• [What is expected]: Filter the records below, keeping only lines with the string "other".
*** Records provided
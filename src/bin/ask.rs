use std::env;
use std::process::ExitCode;

use anyhow::{Context, bail};
use chatcbi::clients::ChatCbiClient;
use chatcbi::core::config::CbiConfig;

#[tokio::main]
async fn main() -> anyhow::Result<ExitCode> {
    dotenvy::from_filename(".env.local").ok();
    dotenvy::dotenv().ok();
    chatcbi::setup_logging();

    let question = env::args().skip(1).collect::<Vec<_>>().join(" ");
    if question.trim().is_empty() {
        bail!("usage: chatcbi-ask <question>");
    }

    let config = CbiConfig::from_env().context("loading ChatCBI configuration")?;
    let client = ChatCbiClient::new(config)?;

    let result = client.ask(&question).await;
    println!("{}", serde_json::to_string_pretty(&result)?);

    Ok(if result.is_success() {
        ExitCode::SUCCESS
    } else {
        ExitCode::FAILURE
    })
}
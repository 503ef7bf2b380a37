//! ChatCBI - a small client for the CB Insights conversational API.
//!
//! The crate exchanges client credentials for a bearer token, caches it in
//! memory, and relays questions to the ChatCBI endpoint, returning either the
//! upstream JSON or a normalized error.
//!
//! # Architecture
//!
//! - `clients::TokenProvider` owns the token cache and refresh policy
//! - `clients::ChatCbiClient` relays questions and never fails the caller
//! - `api` wraps the relay in an AWS Lambda proxy with CORS
//! - `trends` turns a ranked-list answer into a JSON snapshot
//!
//! # Example
//!
//! ```no_run
//! use chatcbi::clients::ChatCbiClient;
//! use chatcbi::core::config::CbiConfig;
//!
//! #[tokio::main]
//! async fn main() -> Result<(), Box<dyn std::error::Error>> {
//!     chatcbi::setup_logging();
//!
//!     let config = CbiConfig::from_env()?;
//!     let client = ChatCbiClient::new(config)?;
//!
//!     let result = client.ask("What are the latest AI trends in fintech?").await;
//!     if let Some(answer) = result.answer() {
//!         println!("{}", answer.answer);
//!         for citation in answer.citations {
//!             println!("- {} ({})", citation.title, citation.url);
//!         }
//!     }
//!
//!     Ok(())
//! }
//! ```

pub mod api;
pub mod clients;
pub mod core;
pub mod errors;
pub mod trends;

pub use crate::clients::{ChatCbiClient, TokenProvider, TokenSource};
pub use crate::core::{CbiConfig, ChatResult};

/// Configure structured logging with JSON format for AWS Lambda environments.
///
/// Output goes to stderr and honours `RUST_LOG` (default `info`). Calling it
/// more than once is harmless; later calls keep the first subscriber.
///
/// # Example
///
/// ```
/// chatcbi::setup_logging();
/// ```
pub fn setup_logging() {
    use tracing_subscriber::prelude::*;
    use tracing_subscriber::EnvFilter;

    let filter = EnvFilter::try_from_default_env().unwrap_or_else(|_| EnvFilter::new("info"));
    let fmt_layer = tracing_subscriber::fmt::layer()
        .json()
        .with_target(true)
        .with_writer(std::io::stderr);

    let _ = tracing_subscriber::registry()
        .with(filter)
        .with(fmt_layer)
        .try_init();
}
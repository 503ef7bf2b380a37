use chrono::{DateTime, Duration, Utc};

/// Tokens closer than this to expiry are refreshed before use.
pub const REFRESH_MARGIN_SECS: i64 = 60;

#[derive(Debug, Clone, PartialEq, Eq)]
pub struct CachedToken {
    pub token: String,
    pub expires_at: DateTime<Utc>,
}

impl CachedToken {
    /// The sentinel held before the first successful exchange.
    #[must_use]
    pub fn empty() -> Self {
        Self {
            token: String::new(),
            expires_at: DateTime::<Utc>::UNIX_EPOCH,
        }
    }

    /// Returns `None` when `now + ttl` is not a representable timestamp.
    #[must_use]
    pub fn issued(token: String, now: DateTime<Utc>, ttl: Duration) -> Option<Self> {
        Some(Self {
            token,
            expires_at: now.checked_add_signed(ttl)?,
        })
    }

    #[must_use]
    pub fn is_empty(&self) -> bool {
        self.token.is_empty()
    }

    /// True when the token can be handed out without a refresh.
    #[must_use]
    pub fn is_fresh(&self, now: DateTime<Utc>) -> bool {
        !self.is_empty() && self.expires_at - now > Duration::seconds(REFRESH_MARGIN_SECS)
    }
}

impl Default for CachedToken {
    fn default() -> Self {
        Self::empty()
    }
}
use base64::Engine;
use base64::engine::general_purpose::STANDARD;
use serde_json::Value;

pub fn v_path<'a>(root: &'a Value, path: &[&str]) -> Option<&'a Value> {
    let mut cur = root;
    for key in path {
        cur = cur.get(*key)?;
    }
    Some(cur)
}

pub fn v_str<'a>(root: &'a Value, path: &[&str]) -> Option<&'a str> {
    v_path(root, path).and_then(|v| v.as_str())
}

/// HTTP method from an API Gateway v2 (`requestContext.http.method`) or v1
/// (`httpMethod`) event, upper-cased.
#[must_use]
pub fn request_method(payload: &Value) -> Option<String> {
    v_str(payload, &["requestContext", "http", "method"])
        .or_else(|| v_str(payload, &["httpMethod"]))
        .map(str::to_ascii_uppercase)
}

#[must_use]
pub fn request_path(payload: &Value) -> Option<&str> {
    v_str(payload, &["rawPath"]).or_else(|| v_str(payload, &["path"]))
}

/// Raw request body, decoding base64 when API Gateway flagged it.
///
/// # Errors
///
/// Returns an error if the body is flagged as base64 but does not decode to UTF-8.
pub fn request_body(payload: &Value) -> Result<Option<String>, String> {
    let Some(body) = payload.get("body").and_then(Value::as_str) else {
        return Ok(None);
    };

    let encoded = payload
        .get("isBase64Encoded")
        .and_then(Value::as_bool)
        .unwrap_or(false);
    if !encoded {
        return Ok(Some(body.to_string()));
    }

    let bytes = STANDARD
        .decode(body)
        .map_err(|e| format!("Failed to decode base64 body: {e}"))?;
    String::from_utf8(bytes)
        .map(Some)
        .map_err(|e| format!("Body is not valid UTF-8: {e}"))
}

/// Pulls a non-blank `message` string out of a JSON request body.
#[must_use]
pub fn extract_message(body: &str) -> Option<String> {
    let json: Value = serde_json::from_str(body).ok()?;
    json.get("message")
        .and_then(Value::as_str)
        .filter(|m| !m.trim().is_empty())
        .map(str::to_string)
}
//! Ranked tech-trend snapshots built from a ChatCBI answer.

use chrono::{DateTime, Utc};
use once_cell::sync::Lazy;
use regex::Regex;
use serde::{Deserialize, Serialize};
use serde_json::Value;
use std::path::Path;
use tracing::info;

use crate::clients::ChatCbiClient;
use crate::errors::TrendsError;

pub const DEFAULT_TRENDS_QUERY: &str = "Get an ordered list of the latest top tech trends from the World Economic forum. \
     Show the output in the format: <output>trend priority. name of the trend</output>. \
     Do not display any other characters in the response, not even citations.";

pub const DEFAULT_TRENDS_OUTPUT: &str = "public/data/cbi-trends.json";

static TREND_LINE: Lazy<Regex> =
    Lazy::new(|| Regex::new(r"^\s*(\d+)[.\s]+(.+)$").expect("trend line regex is valid"));

static OUTPUT_TAG: Lazy<Regex> =
    Lazy::new(|| Regex::new(r"(?i)</?output>").expect("output tag regex is valid"));

#[derive(Debug, Clone, PartialEq, Eq, Serialize, Deserialize)]
pub struct Trend {
    pub priority: u32,
    pub name: String,
}

#[derive(Debug, Clone, Serialize, Deserialize)]
#[serde(rename_all = "camelCase")]
pub struct TrendsSnapshot {
    pub last_update: DateTime<Utc>,
    pub query: String,
    pub trends: Vec<Trend>,
    pub raw_response: String,
    pub sources: Vec<Value>,
}

/// Parses lines shaped like `1. Name` or `1 Name`; everything else is skipped.
#[must_use]
pub fn parse_trends(text: &str) -> Vec<Trend> {
    let cleaned = OUTPUT_TAG.replace_all(text, "\n");
    cleaned
        .lines()
        .filter(|line| !line.trim().is_empty())
        .filter_map(|line| {
            let caps = TREND_LINE.captures(line)?;
            let priority = caps.get(1)?.as_str().parse().ok()?;
            let name = caps.get(2)?.as_str().trim();
            (!name.is_empty()).then(|| Trend {
                priority,
                name: name.to_string(),
            })
        })
        .collect()
}

/// # Errors
///
/// Returns an error if the ChatCBI request fails.
pub async fn fetch_snapshot(
    client: &ChatCbiClient,
    query: &str,
) -> Result<TrendsSnapshot, TrendsError> {
    let payload = client.try_ask(query).await?;

    let raw_response = ["message", "answer"]
        .iter()
        .filter_map(|k| payload.get(*k).and_then(Value::as_str))
        .find(|s| !s.is_empty())
        .unwrap_or_default()
        .to_string();
    let trends = parse_trends(&raw_response);
    info!(count = trends.len(), "Parsed trends from ChatCBI answer");

    let sources = payload
        .get("sources")
        .and_then(Value::as_array)
        .cloned()
        .unwrap_or_default();

    Ok(TrendsSnapshot {
        last_update: Utc::now(),
        query: query.to_string(),
        trends,
        raw_response,
        sources,
    })
}

/// Writes the snapshot as pretty JSON, creating parent directories.
///
/// # Errors
///
/// Returns an error if serialization or any filesystem operation fails.
pub async fn write_snapshot(snapshot: &TrendsSnapshot, path: &Path) -> Result<(), TrendsError> {
    if let Some(parent) = path.parent().filter(|p| !p.as_os_str().is_empty()) {
        tokio::fs::create_dir_all(parent).await?;
    }
    let json = serde_json::to_string_pretty(snapshot)?;
    tokio::fs::write(path, json).await?;
    info!(path = %path.display(), "Trends snapshot written");
    Ok(())
}
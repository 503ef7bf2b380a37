use secrecy::{ExposeSecret, SecretString};
use std::env;
use std::time::Duration;
use url::Url;

use crate::errors::ConfigError;

pub const US_BASE_URL: &str = "https://api.cbinsights.com/v2";
pub const EU_BASE_URL: &str = "https://eu-api.cbinsights.com/v2";

const DEFAULT_AUTH_TIMEOUT_SECS: u64 = 10;
const DEFAULT_CHAT_TIMEOUT_SECS: u64 = 60;
const DEFAULT_TOKEN_TTL_SECS: u64 = 3600;
const MAX_TOKEN_TTL_SECS: u64 = 30 * 24 * 3600;

/// Tenant region; selects the API host when no explicit base URL is given.
#[derive(Debug, Clone, Copy, PartialEq, Eq, Default)]
pub enum Region {
    #[default]
    Us,
    Eu,
}

impl Region {
    #[must_use]
    pub fn base_url(self) -> &'static str {
        match self {
            Region::Us => US_BASE_URL,
            Region::Eu => EU_BASE_URL,
        }
    }
}

impl std::str::FromStr for Region {
    type Err = String;

    fn from_str(s: &str) -> Result<Self, Self::Err> {
        match s.trim().to_ascii_lowercase().as_str() {
            "us" => Ok(Region::Us),
            "eu" => Ok(Region::Eu),
            other => Err(format!("unknown region '{other}', expected 'us' or 'eu'")),
        }
    }
}

#[derive(Debug)]
pub struct CbiConfig {
    pub client_id: String,
    pub client_secret: SecretString,
    pub base_url: Url,
    pub auth_timeout: Duration,
    pub chat_timeout: Duration,
    pub token_ttl: Duration,
}

impl CbiConfig {
    /// # Errors
    ///
    /// Returns an error if either credential is empty.
    pub fn new(
        client_id: impl Into<String>,
        client_secret: impl Into<String>,
    ) -> Result<Self, ConfigError> {
        let client_id = client_id.into();
        let client_secret = client_secret.into();
        if client_id.trim().is_empty() {
            return Err(ConfigError::Missing("CBI_CLIENT_ID"));
        }
        if client_secret.trim().is_empty() {
            return Err(ConfigError::Missing("CBI_CLIENT_SECRET"));
        }

        Ok(Self {
            client_id,
            client_secret: SecretString::from(client_secret),
            base_url: parse_base_url(Region::Us.base_url())?,
            auth_timeout: Duration::from_secs(DEFAULT_AUTH_TIMEOUT_SECS),
            chat_timeout: Duration::from_secs(DEFAULT_CHAT_TIMEOUT_SECS),
            token_ttl: Duration::from_secs(DEFAULT_TOKEN_TTL_SECS),
        })
    }

    /// # Errors
    ///
    /// Returns an error if the URL is not an absolute http(s) URL.
    pub fn with_base_url(mut self, base_url: &str) -> Result<Self, ConfigError> {
        self.base_url = parse_base_url(base_url)?;
        Ok(self)
    }

    #[must_use]
    pub fn with_region(mut self, region: Region) -> Self {
        // Region hosts are compile-time constants and always parse.
        if let Ok(url) = parse_base_url(region.base_url()) {
            self.base_url = url;
        }
        self
    }

    #[must_use]
    pub fn with_auth_timeout(mut self, timeout: Duration) -> Self {
        self.auth_timeout = timeout;
        self
    }

    #[must_use]
    pub fn with_chat_timeout(mut self, timeout: Duration) -> Self {
        self.chat_timeout = timeout;
        self
    }

    #[must_use]
    pub fn with_token_ttl(mut self, ttl: Duration) -> Self {
        self.token_ttl = ttl;
        self
    }

    /// Reads the `CBI_*` environment variables.
    ///
    /// # Errors
    ///
    /// Returns an error if credentials are missing or any value is malformed.
    pub fn from_env() -> Result<Self, ConfigError> {
        Self::from_lookup(|key| env::var(key).ok())
    }

    /// Builds a config from an arbitrary key lookup, e.g. a map in tests.
    ///
    /// # Errors
    ///
    /// Returns an error if credentials are missing or any value is malformed.
    pub fn from_lookup<F>(lookup: F) -> Result<Self, ConfigError>
    where
        F: Fn(&str) -> Option<String>,
    {
        let client_id = lookup("CBI_CLIENT_ID").ok_or(ConfigError::Missing("CBI_CLIENT_ID"))?;
        let client_secret =
            lookup("CBI_CLIENT_SECRET").ok_or(ConfigError::Missing("CBI_CLIENT_SECRET"))?;
        let mut config = Self::new(client_id, client_secret)?;

        if let Some(region) = lookup("CBI_REGION").filter(|v| !v.trim().is_empty()) {
            let region = region
                .parse::<Region>()
                .map_err(|reason| ConfigError::Invalid {
                    var: "CBI_REGION",
                    reason,
                })?;
            config = config.with_region(region);
        }

        if let Some(base) = lookup("CBI_BASE_URL").filter(|v| !v.trim().is_empty()) {
            config = config.with_base_url(&base)?;
        }

        if let Some(secs) = lookup("CBI_AUTH_TIMEOUT_SECS") {
            config.auth_timeout = parse_secs("CBI_AUTH_TIMEOUT_SECS", &secs)?;
        }
        if let Some(secs) = lookup("CBI_CHAT_TIMEOUT_SECS") {
            config.chat_timeout = parse_secs("CBI_CHAT_TIMEOUT_SECS", &secs)?;
        }
        if let Some(secs) = lookup("CBI_TOKEN_TTL_SECS") {
            let ttl = parse_secs("CBI_TOKEN_TTL_SECS", &secs)?;
            if ttl.as_secs() > MAX_TOKEN_TTL_SECS {
                return Err(ConfigError::Invalid {
                    var: "CBI_TOKEN_TTL_SECS",
                    reason: format!("must be at most {MAX_TOKEN_TTL_SECS} seconds"),
                });
            }
            config.token_ttl = ttl;
        }

        Ok(config)
    }

    #[must_use]
    pub fn authorize_url(&self) -> String {
        self.endpoint("authorize")
    }

    #[must_use]
    pub fn chat_url(&self) -> String {
        self.endpoint("chatcbi")
    }

    pub(crate) fn client_secret(&self) -> &str {
        self.client_secret.expose_secret()
    }

    fn endpoint(&self, name: &str) -> String {
        format!("{}/{name}", self.base_url.as_str().trim_end_matches('/'))
    }
}

fn parse_base_url(raw: &str) -> Result<Url, ConfigError> {
    let url = Url::parse(raw.trim()).map_err(|e| ConfigError::Invalid {
        var: "CBI_BASE_URL",
        reason: e.to_string(),
    })?;
    if url.scheme() != "http" && url.scheme() != "https" {
        return Err(ConfigError::Invalid {
            var: "CBI_BASE_URL",
            reason: format!("unsupported scheme '{}'", url.scheme()),
        });
    }
    Ok(url)
}

fn parse_secs(var: &'static str, raw: &str) -> Result<Duration, ConfigError> {
    match raw.trim().parse::<u64>() {
        Ok(0) => Err(ConfigError::Invalid {
            var,
            reason: "must be greater than zero".to_string(),
        }),
        Ok(secs) => Ok(Duration::from_secs(secs)),
        Err(e) => Err(ConfigError::Invalid {
            var,
            reason: e.to_string(),
        }),
    }
}
pub fn load_config(path: &Path) -> Result<Config> {
    let content = std::fs::read_to_string(path)
        .map_err(ConfigError::ReadFile)
        .context("reading config file")?;
    let config: Config = toml::from_str(&content).map_err(ConfigError::Parse)?;
    Ok(config)
}

/// Apply `DLHD_RETRIES`, `DLHD_UA` and `FLARESOLVERR_URL` on top of the file config.
pub fn apply_env_overrides(config: &mut Config) -> Result<()> {
    apply_overrides(config, |key| std::env::var(key).ok())
}

fn apply_overrides(config: &mut Config, lookup: impl Fn(&str) -> Option<String>) -> Result<()> {
    if let Some(retries) = lookup("DLHD_RETRIES") {
        config.fetch.retries = retries
            .trim()
            .parse()
            .map_err(|_| ConfigError::Validation(format!("DLHD_RETRIES '{retries}' is not a number")))?;
        info!(retries = config.fetch.retries, "retries overridden from environment");
    }
    if let Some(ua) = lookup("DLHD_UA").filter(|ua| !ua.trim().is_empty()) {
        config.fetch.user_agent = ua;
    }
    if let Some(url) = lookup("FLARESOLVERR_URL").filter(|url| !url.trim().is_empty()) {
        info!(url = %url, "challenge solver configured from environment");
        config.challenge.url = Some(url);
    }
    Ok(())
}

pub fn validate_config(config: &Config) -> Result<()> {
    if config.fetch.retries == 0 {
        return Err(ConfigError::Validation("fetch.retries must be at least 1".to_string()).into());
    }

    config.fetch.retry_delay()?;
    config.fetch.timeout()?;
    config.challenge.max_timeout()?;

    if config.fetch.user_agent.trim().is_empty() {
        return Err(ConfigError::Validation("fetch.user_agent must not be empty".to_string()).into());
    }

    if config.fetch.mode == FetchMode::Challenge && config.challenge.url.is_none() {
        return Err(ConfigError::Validation(
            "fetch.mode = \"challenge\" requires [challenge].url (or FLARESOLVERR_URL)".to_string(),
        )
        .into());
    }

    if let Some(url) = &config.challenge.url {
        validate_url("challenge.url", url)?;
    }

    if config.schedule.enabled {
        validate_url("schedule.url", &config.schedule.url)?;
        if let Some(url) = config.schedule.channels_url.as_deref().filter(|u| !u.is_empty()) {
            validate_url("schedule.channels_url", url)?;
        }
        ScheduleExtractor::new(&config.schedule.selectors)
            .map_err(|e| ConfigError::Validation(format!("schedule.selectors: {e}")))?;
    }

    let catalog = &config.catalog;
    if catalog.enabled {
        validate_url("catalog.catalog_url", &catalog.catalog_url)?;
        validate_url("catalog.stream_base_url", &catalog.stream_base_url)?;

        if catalog.categories.is_empty() {
            return Err(ConfigError::Validation("catalog.categories must list at least one category".to_string()).into());
        }
        let mut seen = HashSet::new();
        for category in &catalog.categories {
            if !seen.insert(category) {
                return Err(ConfigError::Validation(format!("duplicate catalog category: '{category}'")).into());
            }
        }

        if let Some(proxy) = &catalog.proxy {
            validate_url("catalog.proxy.base", &proxy.base)?;
            if proxy.base.contains('?') {
                return Err(ConfigError::Validation(format!(
                    "catalog.proxy.base '{}' must not carry a query string",
                    proxy.base
                ))
                .into());
            }
        }

        catalog.profile()?;
        catalog.resolver_settings()?;
    }

    if !config.schedule.enabled && !catalog.enabled {
        return Err(ConfigError::Validation("both [schedule] and [catalog] are disabled".to_string()).into());
    }

    Ok(())
}

fn validate_url(field: &str, value: &str) -> Result<(), ConfigError> {
    let parsed = url::Url::parse(value).map_err(|e| ConfigError::Validation(format!("{field} '{value}': {e}")))?;
    match parsed.scheme() {
        "http" | "https" => Ok(()),
        other => Err(ConfigError::Validation(format!(
            "{field} '{value}': unsupported scheme '{other}'"
        ))),
    }
}

#[cfg(test)]
mod tests {
    use std::io::Write;

    use super::*;

    fn parse(toml_str: &str) -> Config {
        toml::from_str(toml_str).unwrap()
    }

    #[test]
    fn empty_file_uses_defaults() {
        let config = parse("");
        assert_eq!(config.fetch.retries, 3);
        assert_eq!(config.fetch.mode, FetchMode::Auto);
        assert_eq!(config.schedule.min_size, 1000);
        assert_eq!(config.schedule.channels_min_size, 500);
        assert_eq!(config.catalog.categories.len(), 14);
        assert!(validate_config(&config).is_ok());
    }

    #[test]
    fn loads_from_file() {
        let mut file = tempfile::NamedTempFile::new().unwrap();
        writeln!(
            file,
            r#"
[fetch]
retries = 5
retry_delay = "500ms"
mode = "direct"

[catalog]
categories = ["Football", "Tennis"]
clock_skew = "1h"
timestamp = "start_time"

[catalog.availability]
strategy = "start_window"
upcoming_threshold = "45m"

[catalog.proxy]
base = "https://proxy.example/stream"
referer = "https://embed.example/"
"#
        )
        .unwrap();

        let config = load_config(file.path()).unwrap();
        assert_eq!(config.fetch.retries, 5);
        assert_eq!(config.fetch.retry_delay().unwrap(), Duration::from_millis(500));
        assert_eq!(config.catalog.timestamp, TimestampStrategy::StartTime);

        let profile = config.catalog.profile().unwrap();
        assert_eq!(profile.clock_skew, chrono::Duration::hours(1));
        assert_eq!(
            profile.availability,
            AvailabilityStrategy::StartWindow {
                upcoming_threshold: chrono::Duration::minutes(45)
            }
        );
        let settings = config.catalog.resolver_settings().unwrap();
        assert_eq!(settings.proxy.unwrap().referer, "https://embed.example/");
        assert!(validate_config(&config).is_ok());
    }

    #[test]
    fn negative_clock_skew() {
        assert_eq!(
            parse_signed_duration("skew", "-30m").unwrap(),
            chrono::Duration::minutes(-30)
        );
        assert_eq!(parse_signed_duration("skew", "+1h").unwrap(), chrono::Duration::hours(1));
        assert!(parse_signed_duration("skew", "soon").is_err());
    }

    #[test]
    fn rejects_zero_retries() {
        let config = parse("[fetch]\nretries = 0\n");
        assert!(validate_config(&config).is_err());
    }

    #[test]
    fn challenge_mode_requires_solver_url() {
        let config = parse("[fetch]\nmode = \"challenge\"\n");
        let err = validate_config(&config).unwrap_err();
        assert!(err.to_string().contains("challenge"));
    }

    #[test]
    fn rejects_bad_selector() {
        let config = parse("[schedule.selectors]\nday = \"div[[\"\n");
        let err = validate_config(&config).unwrap_err();
        assert!(err.to_string().contains("schedule.selectors"));
        assert!(err.to_string().contains("day"));
    }

    #[test]
    fn rejects_proxy_with_query() {
        let config = parse("[catalog.proxy]\nbase = \"https://p.example/?x=1\"\nreferer = \"r\"\n");
        assert!(validate_config(&config).is_err());
    }

    #[test]
    fn env_overrides_apply() {
        let mut config = Config::default();
        apply_overrides(&mut config, |key| match key {
            "DLHD_RETRIES" => Some("7".to_string()),
            "FLARESOLVERR_URL" => Some("http://localhost:8191/v1".to_string()),
            _ => None,
        })
        .unwrap();
        assert_eq!(config.fetch.retries, 7);
        assert_eq!(config.challenge.url.as_deref(), Some("http://localhost:8191/v1"));
        assert!(config.fetch.user_agent.contains("Mozilla"));
    }

    #[test]
    fn env_override_rejects_garbage_retries() {
        let mut config = Config::default();
        let result = apply_overrides(&mut config, |key| (key == "DLHD_RETRIES").then(|| "many".to_string()));
        assert!(result.is_err());
    }
}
******
• [Result for this task]:
     Do not display any other characters in the response, not even citations.";
            other => Err(format!("unknown region '{other}', expected 'us' or 'eu'")),
        other => Err(ConfigError::Validation(format!(
            "{field} '{value}': unsupported scheme '{other}'"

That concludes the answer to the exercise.